Simple Summary Viruses transmitted by the whitefly Bemisia tabaci, a cosmopolitan pest that inflicts damage on many agricultural crops, are among the most important plant viruses and cause devastating damage to agriculture worldwide. Begomoviruses and a new polerovirus transmitted by the whitefly cause serious damage to tomato and pepper crops in Israel, respectively. Here, both viruses were studied with regard to their ability to induce the production of volatile organic compounds (VOCs) upon plant infection, which are thought to mediate communication with the environment. The results showed that infection with each virus alone, or infestation with whiteflies, without viruses, induced shared and unique VOC accumulation. The VOCs identified in these unique responses suggest that plants can respond specifically to virus infection or insect infestation, and those VOCs can be used individually or as blends for monitoring and disrupting pest populations. Abstract The whitefly Bemisia tabaci is one of the most important agricultural pests due to its extreme invasiveness, insecticide resistance, and ability to transmit hundreds of plant viruses.
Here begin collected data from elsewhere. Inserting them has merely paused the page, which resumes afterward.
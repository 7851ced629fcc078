//! PopupController - the popup orchestration facade.
//!
//! Adapters forward every platform event (load, visibility change, push
//! message, storage change, button click) to this facade.

use std::sync::Arc;

use bridgepanel_core::{PanelError, PushEvent, SettingsChange, StatusSnapshot, UiAction};
use tracing::{debug, info};

use crate::actions::ActionOps;
use crate::deps::PanelDeps;
use crate::navigation::NavigationOps;
use crate::push::PushOps;
use crate::state::Shared;
use crate::status::StatusOps;

/// Controller for one popup window.
///
/// Cloning is cheap and clones share state, so adapters can hand a clone to
/// each event listener. Must be driven from within a tokio runtime: follow-up
/// work is scheduled as tokio tasks.
///
/// # Construction
///
/// ```ignore
/// let controller = PopupController::new(PanelDeps::new(background, surface, navigator, config));
/// controller.initialize().await;
/// ```
#[derive(Clone)]
pub struct PopupController {
    shared: Arc<Shared>,
}

impl PopupController {
    pub fn new(deps: PanelDeps) -> Self {
        Self {
            shared: Arc::new(Shared::new(deps)),
        }
    }

    // Accessors for ops modules
    const fn status_ops(&self) -> StatusOps<'_> {
        StatusOps::new(&self.shared)
    }

    const fn push_ops(&self) -> PushOps<'_> {
        PushOps::new(&self.shared)
    }

    const fn action_ops(&self) -> ActionOps<'_> {
        ActionOps::new(&self.shared)
    }

    fn navigation_ops(&self) -> NavigationOps<'_> {
        NavigationOps::new(&self.shared.deps)
    }

    // =========================================================================
    // Lifecycle
    // =========================================================================

    /// Popup opened: optimistic toggle, full fetch, server refresh.
    pub async fn initialize(&self) {
        info!("Initializing popup");
        self.shared.deps.surface.set_toggle(true);
        let _ = self.status_ops().refresh().await;
        let _ = self.status_ops().refresh_servers().await;
    }

    /// Page visibility changed.
    ///
    /// Becoming visible refreshes status and the server list; becoming hidden
    /// only records the flag so deferred refreshes wait for the next show.
    pub async fn set_visible(&self, visible: bool) {
        let was_visible = self.shared.set_visible(visible);
        if visible && !was_visible {
            debug!("Popup became visible, refreshing");
            let _ = self.status_ops().refresh().await;
            let _ = self.status_ops().refresh_servers().await;
        }
    }

    /// Popup closed: cancel every pending follow-up.
    pub fn shutdown(&self) {
        info!("Popup closing");
        self.shared.scheduler.shutdown();
    }

    // =========================================================================
    // Status
    // =========================================================================

    /// Fetch, store and render the full status.
    pub async fn refresh_status(&self) -> Result<(), PanelError> {
        self.status_ops().refresh().await
    }

    /// Ask the background to refresh its server list.
    pub async fn refresh_servers(&self) -> Result<(), PanelError> {
        self.status_ops().refresh_servers().await
    }

    /// Re-render the stored snapshot.
    pub fn rerender(&self) {
        self.shared.rerender();
    }

    // =========================================================================
    // Inbound events
    // =========================================================================

    /// Apply a push event from the background.
    pub async fn handle_push(&self, event: PushEvent) {
        self.push_ops().handle(event).await;
    }

    /// Apply a persisted-settings change broadcast.
    pub fn handle_settings_change(&self, change: &SettingsChange) {
        self.action_ops().apply_settings_change(change);
    }

    // =========================================================================
    // User actions
    // =========================================================================

    /// Dispatch a control event from the popup.
    pub async fn dispatch(&self, action: UiAction) -> Result<(), PanelError> {
        match action {
            UiAction::ToggleBridge => self.toggle_bridge().await.map(|_| ()),
            UiAction::Reconnect => self.reconnect().await,
            UiAction::OpenExternalSite => {
                self.open_external_site();
                Ok(())
            }
            UiAction::OpenSettings { section } => {
                self.open_settings(section.as_deref());
                Ok(())
            }
        }
    }

    /// Flip the bridge on/off. Returns the requested state.
    pub async fn toggle_bridge(&self) -> Result<bool, PanelError> {
        self.action_ops().toggle_bridge().await
    }

    /// Ask the background to reconnect now.
    pub async fn reconnect(&self) -> Result<(), PanelError> {
        self.action_ops().reconnect().await
    }

    pub fn open_external_site(&self) {
        self.navigation_ops().open_external_site();
    }

    /// Open settings at `section` (defaults to `general`).
    pub fn open_settings(&self, section: Option<&str>) {
        self.navigation_ops().open_settings(section);
    }

    // =========================================================================
    // Inspection
    // =========================================================================

    /// Last known snapshot.
    pub fn snapshot(&self) -> Option<StatusSnapshot> {
        self.shared.snapshot()
    }

    pub fn is_visible(&self) -> bool {
        self.shared.is_visible()
    }

    /// Follow-up tasks still waiting for their delay.
    pub fn pending_tasks(&self) -> usize {
        self.shared.scheduler.pending()
    }
}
Among these, Begomoviruses and recombinant whitefly-borne Poleroviruses are transmitted persistently. Several studies have shown that upon infection, plant viruses manipulate plant-emitted volatile organic compounds (VOCs), which have important roles in communication with insects. In this study, we profiled and compared the VOCs emitted by tomato and pepper plant leaves after infection with the Tomato yellow leaf curl virus (TYLCV) (Bogomoviruses) and the newly discovered Pepper whitefly-borne vein yellows virus (PeWBVYV) (Poleroviruses), respectively. The results identified shared emitted VOCs but also uncovered unique VOC signatures for each virus and for whitefly infestation (i.e., without virus infection) independently. The results suggest that plants have general defense responses; however, they are also able to respond individually to infection with specific viruses or infestation with an insect pest. The results are important to enhance our understanding of virus- and insect vector-induced alteration in the emission of plant VOCs. These volatiles can eventually be used for the management of virus diseases/insect vectors by either monitoring or disrupting insect–plant interactions.